• _PROMPT_: All lines in the data bearing the string "tests" should be identified and copied.

(Stored data)

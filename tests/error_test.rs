//! Error case tests.
//!
//! Verifies error handling across scanner edge cases, failure
//! classification, and the error type conversions.

use car_ai_rust::api::{classify_failure, TRANSPORT_MESSAGE};
use car_ai_rust::error::CarAiError;
use car_ai_rust::scanner;
use std::path::PathBuf;
use tempfile::tempdir;

/// Scanning a nonexistent folder.
#[test]
fn test_scan_nonexistent_folder() {
    let result = scanner::collect_image_paths(&[PathBuf::from("/nonexistent/path/12345")]);
    assert!(result.is_err());

    let err = result.unwrap_err();
    assert!(matches!(err, CarAiError::FileNotFound(_)));
}

/// Scanning an empty folder returns an empty list, not an error.
#[test]
fn test_scan_empty_folder() {
    let dir = tempdir().expect("Failed to create temp dir");
    let result = scanner::collect_image_paths(&[dir.path().to_path_buf()]);

    assert!(result.is_ok());
    assert!(result.unwrap().is_empty());
}

/// Folders with no image files yield nothing.
#[test]
fn test_scan_folder_no_images() {
    let dir = tempdir().expect("Failed to create temp dir");

    std::fs::write(dir.path().join("test.txt"), "hello").unwrap();
    std::fs::write(dir.path().join("data.json"), "{}").unwrap();

    let result = scanner::collect_image_paths(&[dir.path().to_path_buf()]);
    assert!(result.is_ok());
    assert!(result.unwrap().is_empty());
}

/// CarAiError Display never produces an empty message.
#[test]
fn test_error_display() {
    let errors = vec![
        CarAiError::Config("bad config value".to_string()),
        CarAiError::FileNotFound("test.jpg".to_string()),
        CarAiError::NoImagesFound("/path/to/folder".to_string()),
        CarAiError::ImageLoad("truncated file".to_string()),
        CarAiError::Validation("photo.pdf is not an image file".to_string()),
        CarAiError::Transport(TRANSPORT_MESSAGE.to_string()),
        CarAiError::ApiParse("unexpected shape".to_string()),
        CarAiError::PdfGeneration("render failed".to_string()),
    ];

    for err in errors {
        let display = format!("{}", err);
        assert!(!display.is_empty(), "empty error message: {:?}", err);
    }
}

/// A 404 is classified as an endpoint problem, not a generic server error.
#[test]
fn test_classify_not_found() {
    let err = classify_failure(404, None, "http://localhost:8000/analyze");
    let display = format!("{}", err);

    assert!(matches!(err, CarAiError::Service { status: 404, .. }));
    assert!(display.contains("endpoint"));
    assert!(display.contains("http://localhost:8000/analyze"));
}

/// Server-side failures surface the connectivity guidance.
#[test]
fn test_classify_server_errors() {
    for status in [500, 502, 503] {
        let err = classify_failure(status, None, "http://localhost:8000/analyze");
        let display = format!("{}", err);
        assert!(
            display.contains("Cannot connect"),
            "status {status} should read as connectivity: {display}"
        );
    }
}

/// A service-provided detail wins for ordinary client errors.
#[test]
fn test_classify_detail_passthrough() {
    let err = classify_failure(
        400,
        Some("File must be an image".to_string()),
        "http://localhost:8000/analyze",
    );
    assert_eq!(format!("{}", err), "File must be an image");
}

/// Validation errors display the message verbatim, no prefix.
#[test]
fn test_validation_error_is_verbatim() {
    let err = CarAiError::Validation("huge.jpg is larger than 10MB".to_string());
    assert_eq!(format!("{}", err), "huge.jpg is larger than 10MB");
}

/// CarAiError Debug output names the variant.
#[test]
fn test_error_debug() {
    let err = CarAiError::Config("test".to_string());
    let debug = format!("{:?}", err);

    assert!(debug.contains("Config"));
    assert!(debug.contains("test"));
}

/// Conversion from std::io::Error.
#[test]
fn test_io_error_conversion() {
    let io_err = std::io::Error::new(std::io::ErrorKind::NotFound, "file not found");
    let err: CarAiError = io_err.into();

    assert!(matches!(err, CarAiError::Io(_)));
    let display = format!("{}", err);
    assert!(display.contains("IO"));
}

/// Conversion from serde_json::Error.
#[test]
fn test_json_error_conversion() {
    let json_err = serde_json::from_str::<serde_json::Value>("{ invalid }").unwrap_err();
    let err: CarAiError = json_err.into();

    assert!(matches!(err, CarAiError::JsonParse(_)));
}
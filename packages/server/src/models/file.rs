use serde::{Deserialize, Serialize};

use crate::entity::file_record;

/// Request body naming a reference path.
#[derive(Deserialize, utoipa::ToSchema)]
pub struct RefRequest {
    /// Reference path relative to the storage root.
    #[serde(rename = "ref")]
    #[schema(example = "users/42/avatar.png")]
    pub ref_path: String,
}

/// Request body for renaming a file's original filename.
#[derive(Deserialize, utoipa::ToSchema)]
pub struct UpdateFileDetailsRequest {
    #[schema(example = "profile-picture.png")]
    pub original_filename: String,
}

/// Response DTO for a stored file's metadata record.
#[derive(Serialize, utoipa::ToSchema)]
pub struct FileRecordResponse {
    #[schema(example = 1)]
    pub id: i64,
    /// Filename supplied by the uploader.
    #[schema(example = "avatar.png")]
    pub original_filename: String,
    /// Last segment of the on-disk path.
    #[schema(example = "avatar.png")]
    pub stored_filename: String,
    /// Absolute on-disk path.
    #[schema(example = "/var/store/users/42/avatar.png")]
    pub filepath: String,
}

impl From<file_record::Model> for FileRecordResponse {
    fn from(model: file_record::Model) -> Self {
        Self {
            id: model.id,
            original_filename: model.original_filename,
            stored_filename: model.stored_filename,
            filepath: model.filepath,
        }
    }
}
use axum::routing::get;
use utoipa_axum::router::OpenApiRouter;
use utoipa_axum::routes;

use crate::handlers;
use crate::state::AppState;

pub fn api_routes(max_upload_size: u64) -> OpenApiRouter<AppState> {
    let files = OpenApiRouter::new()
        .routes(routes!(handlers::files::get_image_url))
        .routes(routes!(handlers::files::get_image_url_list))
        .routes(routes!(
            handlers::files::get_file_details,
            handlers::files::update_file_details
        ))
        // Wildcard captures are registered by hand; the operation is listed on `ApiDoc`.
        .route(
            "/api/files/images/{*ref_path}",
            get(handlers::files::serve_file),
        );

    let upload = OpenApiRouter::new()
        .routes(routes!(
            handlers::files::upload_file,
            handlers::files::delete_file
        ))
        .layer(handlers::files::upload_body_limit(max_upload_size));

    files.merge(upload)
}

• _SOLUTION TO THE PROBLEM_:
filename tests/error_test.rs
//! Error case tests.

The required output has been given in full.